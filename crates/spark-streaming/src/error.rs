//! # error 模块说明
//!
//! ## 角色定位（Why）
//! - 为流式缓冲对外暴露的错误语义提供集中定义，调用方只需匹配一个枚举；
//! - 区分“局部可恢复”（缓冲 / 溢出相关）与“致命”（源失败、句柄已关闭、作用域终止）两类故障，
//!   便于上层决定重试、降级还是中止事件。
//!
//! ## 设计要求（What）
//! - 每个变体都有 `<领域>.<语义>` 形式的稳定错误码，见 [`codes`]；
//! - 源读取失败原样携带底层 [`io::Error`]，不做二次包装。

use std::{fmt, io};

use spark_buffer::PoolError;
use thiserror::Error;

use crate::ids::ScopeId;

/// 流式组件的统一返回类型。
pub type Result<T, E = StreamingError> = core::result::Result<T, E>;

/// 稳定错误码集合。
///
/// # 契约说明（What）
/// - 码值一经发布不得修改，日志、度量与告警规则均以其为检索键；
/// - 新增码值必须沿用 `streaming.<语义>` 前缀。
pub mod codes {
    /// 缓冲无法增长：段池配额或分配器耗尽。
    pub const RESOURCE_EXHAUSTED: &str = "streaming.resource_exhausted";
    /// 在已关闭的游标或提供者上执行了操作。
    pub const CLOSED_HANDLE: &str = "streaming.closed_handle";
    /// 单次数据源读取失败，或提供者因先前的失败而中毒。
    pub const SOURCE_READ_FAILURE: &str = "streaming.source_read_failure";
    /// 目标事件作用域已经终止。
    pub const SCOPE_TERMINATED: &str = "streaming.scope_terminated";
    /// 内存缓冲超过上限且未配置溢出汇。
    pub const BUFFER_SIZE_EXCEEDED: &str = "streaming.buffer_size_exceeded";
    /// 定位到已被释放的位置。
    pub const SEEK_OUT_OF_RANGE: &str = "streaming.seek_out_of_range";
    /// 溢出汇读写失败。
    pub const OVERFLOW_IO: &str = "streaming.overflow_io";
    /// 配置非法。
    pub const INVALID_CONFIG: &str = "streaming.invalid_config";
}

/// 出错句柄的种类，用于 [`StreamingError::ClosedHandle`] 的上下文。
#[derive(Clone, Copy, Debug, Eq, PartialEq, Hash)]
pub enum HandleKind {
    Cursor,
    Provider,
}

impl fmt::Display for HandleKind {
    fn fmt(&self, f: &mut fmt::Formatter<'_>) -> fmt::Result {
        match self {
            HandleKind::Cursor => f.write_str("cursor"),
            HandleKind::Provider => f.write_str("cursor provider"),
        }
    }
}

/// 流式组件错误域。
///
/// # 教案式说明
/// - **意图 (Why)**：把缓冲增长、句柄生命周期、源读取、作用域回收等路径上的异常收敛为一个枚举，
///   每个变体携带足以排障的上下文（句柄编号、位置、配额）；
/// - **契约 (What)**：
///   - 所有变体均为 `Send + Sync + 'static`；
///   - [`StreamingError::code`] 返回 [`codes`] 中的稳定码值；
///   - [`StreamingError::is_recoverable`] 为 `true` 的错误不会改变提供者状态，调用方可以在释放内存或
///     推进慢游标后重试同一操作；
/// - **风险 (Trade-offs)**：`SourceReadFailure` 在提供者中毒后会以相同的消息重建 `io::Error`，
///   原始错误的 `source()` 链只在第一次失败时可见。
#[derive(Debug, Error)]
pub enum StreamingError {
    /// 缓冲增长时段池拒绝分配。
    #[error("streaming buffer could not grow: {0}")]
    ResourceExhausted(#[from] PoolError),

    /// 句柄已关闭（显式关闭、所属提供者关闭或被回收）。
    #[error("{kind} {id} is closed")]
    ClosedHandle { kind: HandleKind, id: u64 },

    /// 单次数据源返回错误；之后同一提供者上的所有前沿读取都以同一消息失败。
    #[error("single-pass source failed: {0}")]
    SourceReadFailure(#[source] io::Error),

    /// 事件作用域已终止，无法再登记或使用其下的提供者。
    #[error("event scope {scope} has terminated")]
    ScopeTerminated { scope: ScopeId },

    /// 内存缓冲超过上限，且当前提供者没有可用的溢出汇。
    #[error(
        "in-memory buffer limit of {limit} units exceeded: {retained} retained, {requested} more requested"
    )]
    BufferSizeExceeded {
        limit: u64,
        retained: u64,
        requested: u64,
    },

    /// 请求的位置早于仍被保留的最旧位置。
    #[error("position {requested} has already been released; oldest retained position is {oldest}")]
    SeekOutOfRange { requested: u64, oldest: u64 },

    /// 溢出汇写入或回读失败。
    #[error("overflow sink I/O failed: {0}")]
    Overflow(#[source] io::Error),

    /// 配置校验失败。
    #[error("invalid streaming configuration: {0}")]
    InvalidConfig(String),
}

impl StreamingError {
    /// 稳定错误码，遵循 `<领域>.<语义>` 约定。
    pub fn code(&self) -> &'static str {
        match self {
            StreamingError::ResourceExhausted(_) => codes::RESOURCE_EXHAUSTED,
            StreamingError::ClosedHandle { .. } => codes::CLOSED_HANDLE,
            StreamingError::SourceReadFailure(_) => codes::SOURCE_READ_FAILURE,
            StreamingError::ScopeTerminated { .. } => codes::SCOPE_TERMINATED,
            StreamingError::BufferSizeExceeded { .. } => codes::BUFFER_SIZE_EXCEEDED,
            StreamingError::SeekOutOfRange { .. } => codes::SEEK_OUT_OF_RANGE,
            StreamingError::Overflow(_) => codes::OVERFLOW_IO,
            StreamingError::InvalidConfig(_) => codes::INVALID_CONFIG,
        }
    }

    /// 是否属于局部可恢复错误。
    ///
    /// 缓冲、溢出相关的失败不会消费数据源，也不会关闭任何句柄；
    /// 其余错误意味着句柄或提供者已经不可用。
    pub fn is_recoverable(&self) -> bool {
        matches!(
            self,
            StreamingError::ResourceExhausted(_)
                | StreamingError::BufferSizeExceeded { .. }
                | StreamingError::Overflow(_)
        )
    }

    pub(crate) fn closed_cursor(id: u64) -> Self {
        StreamingError::ClosedHandle {
            kind: HandleKind::Cursor,
            id,
        }
    }

    pub(crate) fn closed_provider(id: u64) -> Self {
        StreamingError::ClosedHandle {
            kind: HandleKind::Provider,
            id,
        }
    }
}

/// 供 `std::io::Read` / `Seek` 适配使用：源与溢出错误原样返回，其余按语义映射到 `ErrorKind`。
impl From<StreamingError> for io::Error {
    fn from(err: StreamingError) -> Self {
        match err {
            StreamingError::SourceReadFailure(inner) | StreamingError::Overflow(inner) => inner,
            StreamingError::SeekOutOfRange { .. } => {
                io::Error::new(io::ErrorKind::InvalidInput, err)
            }
            StreamingError::ClosedHandle { .. } | StreamingError::ScopeTerminated { .. } => {
                io::Error::new(io::ErrorKind::NotConnected, err)
            }
            StreamingError::ResourceExhausted(_) | StreamingError::BufferSizeExceeded { .. } => {
                io::Error::new(io::ErrorKind::OutOfMemory, err)
            }
            StreamingError::InvalidConfig(_) => io::Error::other(err),
        }
    }
}
//! # overflow 模块说明
//!
//! ## 角色定位（Why）
//! - 字节提供者的内存缓冲达到上限后，后续数据写入溢出汇，游标读取时再按需回读；
//! - 溢出对游标透明：游标只看到连续的逻辑位置。
//!
//! ## 契约（What）
//! - `write` 追加一段字节并返回令牌，令牌在 `release` 之前始终可读；
//! - `read(token, offset, len)` 必须返回恰好 `len` 字节，否则视为 I/O 失败；
//! - 共享汇可能被多个提供者并发使用，实现必须是 `Send + Sync`。

use std::{
    collections::{BTreeMap, HashMap},
    fmt,
    fs::File,
    io::{self, Read, Seek, SeekFrom, Write},
    path::Path,
    sync::{
        Arc,
        atomic::{AtomicU64, Ordering},
    },
};

use bytes::Bytes;
use parking_lot::Mutex;
use tracing::debug;

use crate::telemetry;

/// 溢出汇中一段数据的句柄。
#[derive(Clone, Copy, Debug, Eq, PartialEq, Hash)]
pub struct OverflowToken {
    key: u64,
    len: u64,
}

impl OverflowToken {
    /// 由汇实现构造令牌；`key` 的含义由实现自行解释（文件偏移、映射键……）。
    pub fn new(key: u64, len: u64) -> Self {
        Self { key, len }
    }

    pub fn key(&self) -> u64 {
        self.key
    }

    pub fn len(&self) -> u64 {
        self.len
    }

    pub fn is_empty(&self) -> bool {
        self.len == 0
    }

    fn check_range(&self, offset: u64, length: usize) -> io::Result<()> {
        let end = offset.checked_add(length as u64);
        match end {
            Some(end) if end <= self.len => Ok(()),
            _ => Err(io::Error::new(
                io::ErrorKind::InvalidInput,
                format!(
                    "range {offset}+{length} outside overflow extent of {} bytes",
                    self.len
                ),
            )),
        }
    }
}

/// 溢出存储。
pub trait OverflowSink: Send + Sync {
    /// 追加一段字节。
    fn write(&self, bytes: &[u8]) -> io::Result<OverflowToken>;

    /// 回读令牌内 `[offset, offset + length)` 的字节。
    fn read(&self, token: OverflowToken, offset: u64, length: usize) -> io::Result<Bytes>;

    /// 令牌不再被需要；默认实现什么也不做。
    fn release(&self, token: OverflowToken) {
        let _ = token;
    }

    /// 当前仍被令牌引用的字节数。
    fn stored_bytes(&self) -> u64;
}

/// 配置中注入的共享溢出汇；比较时按指针判等。
#[derive(Clone)]
pub struct SharedOverflowSink(Arc<dyn OverflowSink>);

impl SharedOverflowSink {
    pub fn new(sink: Arc<dyn OverflowSink>) -> Self {
        Self(sink)
    }

    pub fn sink(&self) -> &Arc<dyn OverflowSink> {
        &self.0
    }
}

impl fmt::Debug for SharedOverflowSink {
    fn fmt(&self, f: &mut fmt::Formatter<'_>) -> fmt::Result {
        f.debug_struct("SharedOverflowSink")
            .field("stored_bytes", &self.0.stored_bytes())
            .finish()
    }
}

impl PartialEq for SharedOverflowSink {
    fn eq(&self, other: &Self) -> bool {
        Arc::ptr_eq(&self.0, &other.0)
    }
}

/// 基于匿名临时文件的溢出汇。
///
/// # 教案式说明
/// - **意图 (Why)**：超大负载落盘，内存占用与负载大小解耦；
/// - **契约 (What)**：`release` 把区间还给空闲表，相邻空闲区间合并，后续写入优先复用首个
///   放得下的空闲区间；文件尾部空闲时截断，因此文件长度只随存活数据增长；
///   文件由 `tempfile` 创建，进程退出或汇被丢弃时由操作系统删除；
/// - **风险 (Trade-offs)**：
///   - 读写共用一把锁并通过 `seek` 定位，同一汇上的并发回读会串行化；
///   - 空闲表按首次适配分配，长期交错释放时中部可能留下碎片，直到两侧区间也被释放。
pub struct FileOverflowSink {
    state: Mutex<FileState>,
    stored: AtomicU64,
}

struct FileState {
    file: File,
    /// 逻辑文件长度，其后没有存活区间。
    end: u64,
    /// 存活区间：偏移 → 长度。
    live: HashMap<u64, u64>,
    /// 空闲区间：偏移 → 长度，互不相邻。
    free: BTreeMap<u64, u64>,
}

impl FileState {
    /// 首次适配：取第一个放得下的空闲区间，多余部分留在空闲表里。
    fn allocate(&mut self, len: u64) -> u64 {
        if len == 0 {
            return self.end;
        }
        let fit = self
            .free
            .iter()
            .find(|(_, free_len)| **free_len >= len)
            .map(|(offset, free_len)| (*offset, *free_len));
        match fit {
            Some((offset, free_len)) => {
                self.free.remove(&offset);
                if free_len > len {
                    self.free.insert(offset + len, free_len - len);
                }
                offset
            }
            None => {
                let offset = self.end;
                self.end += len;
                offset
            }
        }
    }

    /// 归还区间并与两侧空闲区间合并；返回文件是否因此缩短。
    fn reclaim(&mut self, mut offset: u64, mut len: u64) -> bool {
        if len == 0 {
            return false;
        }
        let before = self
            .free
            .range(..offset)
            .next_back()
            .map(|(start, free_len)| (*start, *free_len));
        if let Some((start, free_len)) = before {
            if start + free_len == offset {
                self.free.remove(&start);
                offset = start;
                len += free_len;
            }
        }
        if let Some(after) = self.free.remove(&(offset + len)) {
            len += after;
        }
        if offset + len == self.end {
            self.end = offset;
            true
        } else {
            self.free.insert(offset, len);
            false
        }
    }
}

impl FileOverflowSink {
    /// 在系统临时目录中创建。
    pub fn new() -> io::Result<Self> {
        Ok(Self::from_file(tempfile::tempfile()?))
    }

    /// 在指定目录中创建。
    pub fn create_in(directory: impl AsRef<Path>) -> io::Result<Self> {
        let directory = directory.as_ref();
        let file = tempfile::tempfile_in(directory)?;
        debug!(
            target: telemetry::OVERFLOW,
            directory = %directory.display(),
            "overflow file created"
        );
        Ok(Self::from_file(file))
    }

    fn from_file(file: File) -> Self {
        Self {
            state: Mutex::new(FileState {
                file,
                end: 0,
                live: HashMap::new(),
                free: BTreeMap::new(),
            }),
            stored: AtomicU64::new(0),
        }
    }

    /// 磁盘上文件的实际长度。
    pub fn file_len(&self) -> io::Result<u64> {
        Ok(self.state.lock().file.metadata()?.len())
    }
}

impl OverflowSink for FileOverflowSink {
    fn write(&self, bytes: &[u8]) -> io::Result<OverflowToken> {
        let len = bytes.len() as u64;
        let mut state = self.state.lock();
        let offset = state.allocate(len);
        let written = state
            .file
            .seek(SeekFrom::Start(offset))
            .and_then(|_| state.file.write_all(bytes));
        if let Err(err) = written {
            state.reclaim(offset, len);
            return Err(err);
        }
        if len > 0 {
            state.live.insert(offset, len);
        }
        self.stored.fetch_add(len, Ordering::Relaxed);
        Ok(OverflowToken::new(offset, len))
    }

    fn read(&self, token: OverflowToken, offset: u64, length: usize) -> io::Result<Bytes> {
        token.check_range(offset, length)?;
        let mut buf = vec![0u8; length];
        let mut state = self.state.lock();
        state.file.seek(SeekFrom::Start(token.key() + offset))?;
        state.file.read_exact(&mut buf)?;
        Ok(Bytes::from(buf))
    }

    fn release(&self, token: OverflowToken) {
        let mut state = self.state.lock();
        if state.live.remove(&token.key()).is_none() {
            return;
        }
        self.stored.fetch_sub(token.len(), Ordering::Relaxed);
        if state.reclaim(token.key(), token.len()) {
            let end = state.end;
            if let Err(err) = state.file.set_len(end) {
                debug!(
                    target: telemetry::OVERFLOW,
                    length = end,
                    error = %err,
                    "overflow file truncation failed"
                );
            }
        }
    }

    fn stored_bytes(&self) -> u64 {
        self.stored.load(Ordering::Relaxed)
    }
}

/// 内存中的溢出汇，适合测试或把“溢出”交给另一级内存配额的场景。
#[derive(Default)]
pub struct MemoryOverflowSink {
    extents: Mutex<HashMap<u64, Bytes>>,
    next_key: AtomicU64,
    stored: AtomicU64,
    writes: AtomicU64,
}

impl MemoryOverflowSink {
    pub fn new() -> Self {
        Self::default()
    }

    /// 累计写入次数。
    pub fn writes(&self) -> u64 {
        self.writes.load(Ordering::Relaxed)
    }

    /// 当前存活的令牌数量。
    pub fn live_extents(&self) -> usize {
        self.extents.lock().len()
    }
}

impl OverflowSink for MemoryOverflowSink {
    fn write(&self, bytes: &[u8]) -> io::Result<OverflowToken> {
        let key = self.next_key.fetch_add(1, Ordering::Relaxed);
        self.extents.lock().insert(key, Bytes::copy_from_slice(bytes));
        self.stored.fetch_add(bytes.len() as u64, Ordering::Relaxed);
        self.writes.fetch_add(1, Ordering::Relaxed);
        Ok(OverflowToken::new(key, bytes.len() as u64))
    }

    fn read(&self, token: OverflowToken, offset: u64, length: usize) -> io::Result<Bytes> {
        token.check_range(offset, length)?;
        let extents = self.extents.lock();
        let extent = extents.get(&token.key()).ok_or_else(|| {
            io::Error::new(
                io::ErrorKind::NotFound,
                format!("overflow extent {} already released", token.key()),
            )
        })?;
        let start = offset as usize;
        Ok(extent.slice(start..start + length))
    }

    fn release(&self, token: OverflowToken) {
        if self.extents.lock().remove(&token.key()).is_some() {
            self.stored.fetch_sub(token.len(), Ordering::Relaxed);
        }
    }

    fn stored_bytes(&self) -> u64 {
        self.stored.load(Ordering::Relaxed)
    }
}

#[cfg(test)]
mod tests {
    use super::*;

    #[test]
    fn file_sink_reads_back_written_ranges() {
        let dir = tempfile::tempdir().expect("创建临时目录失败");
        let sink = FileOverflowSink::create_in(dir.path()).expect("创建溢出文件失败");
        let first = sink.write(b"hello ").expect("写入失败");
        let second = sink.write(b"world").expect("写入失败");
        assert_eq!(sink.stored_bytes(), 11);
        assert_eq!(&sink.read(second, 1, 3).expect("回读失败")[..], b"orl");
        assert_eq!(&sink.read(first, 0, 6).expect("回读失败")[..], b"hello ");

        sink.release(first);
        assert_eq!(sink.stored_bytes(), 5);
    }

    #[test]
    fn file_sink_reuses_released_ranges() {
        let sink = FileOverflowSink::new().expect("创建溢出文件失败");
        let first = sink.write(&[1u8; 100]).expect("写入失败");
        let second = sink.write(&[2u8; 100]).expect("写入失败");
        sink.release(first);
        let third = sink.write(&[3u8; 50]).expect("写入失败");
        assert_eq!(third.key(), 0, "复用首个放得下的空闲区间");
        assert_eq!(sink.file_len().expect("读取文件长度失败"), 200);
        assert_eq!(&sink.read(second, 0, 4).expect("回读失败")[..], &[2u8; 4]);

        sink.release(second);
        assert_eq!(sink.file_len().expect("读取文件长度失败"), 50, "尾部空闲区间被截断");
        sink.release(second);
        assert_eq!(sink.stored_bytes(), 50, "重复释放不影响计数");
        sink.release(third);
        assert_eq!(sink.file_len().expect("读取文件长度失败"), 0);
        assert_eq!(sink.stored_bytes(), 0);
    }

    #[test]
    fn file_length_is_bounded_by_live_data() {
        let sink = FileOverflowSink::new().expect("创建溢出文件失败");
        let mut previous = sink.write(&[0u8; 1024]).expect("写入失败");
        for round in 1..64u8 {
            let next = sink.write(&[round; 1024]).expect("写入失败");
            sink.release(previous);
            previous = next;
            assert!(
                sink.file_len().expect("读取文件长度失败") <= 2048,
                "第 {round} 轮后文件长度超过存活数据的两倍"
            );
        }
        assert_eq!(&sink.read(previous, 1020, 4).expect("回读失败")[..], &[63u8; 4]);
    }

    #[test]
    fn reads_outside_extent_are_rejected() {
        let sink = MemoryOverflowSink::new();
        let token = sink.write(b"abc").expect("写入失败");
        let err = sink.read(token, 2, 2).expect_err("越界读取必须失败");
        assert_eq!(err.kind(), io::ErrorKind::InvalidInput);
    }

    #[test]
    fn memory_sink_release_is_idempotent() {
        let sink = MemoryOverflowSink::new();
        let token = sink.write(b"abcdef").expect("写入失败");
        sink.release(token);
        sink.release(token);
        assert_eq!(sink.stored_bytes(), 0);
        assert_eq!(sink.live_extents(), 0);
        assert_eq!(sink.writes(), 1);
    }
}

### What the exercise asks
Scan the material for the word "remove". Return every line where it is found.

### Finished task
                self.free.remove(&offset);
                self.free.remove(&start);
        if let Some(after) = self.free.remove(&(offset + len)) {
        if state.live.remove(&token.key()).is_none() {
        if self.extents.lock().remove(&token.key()).is_some() {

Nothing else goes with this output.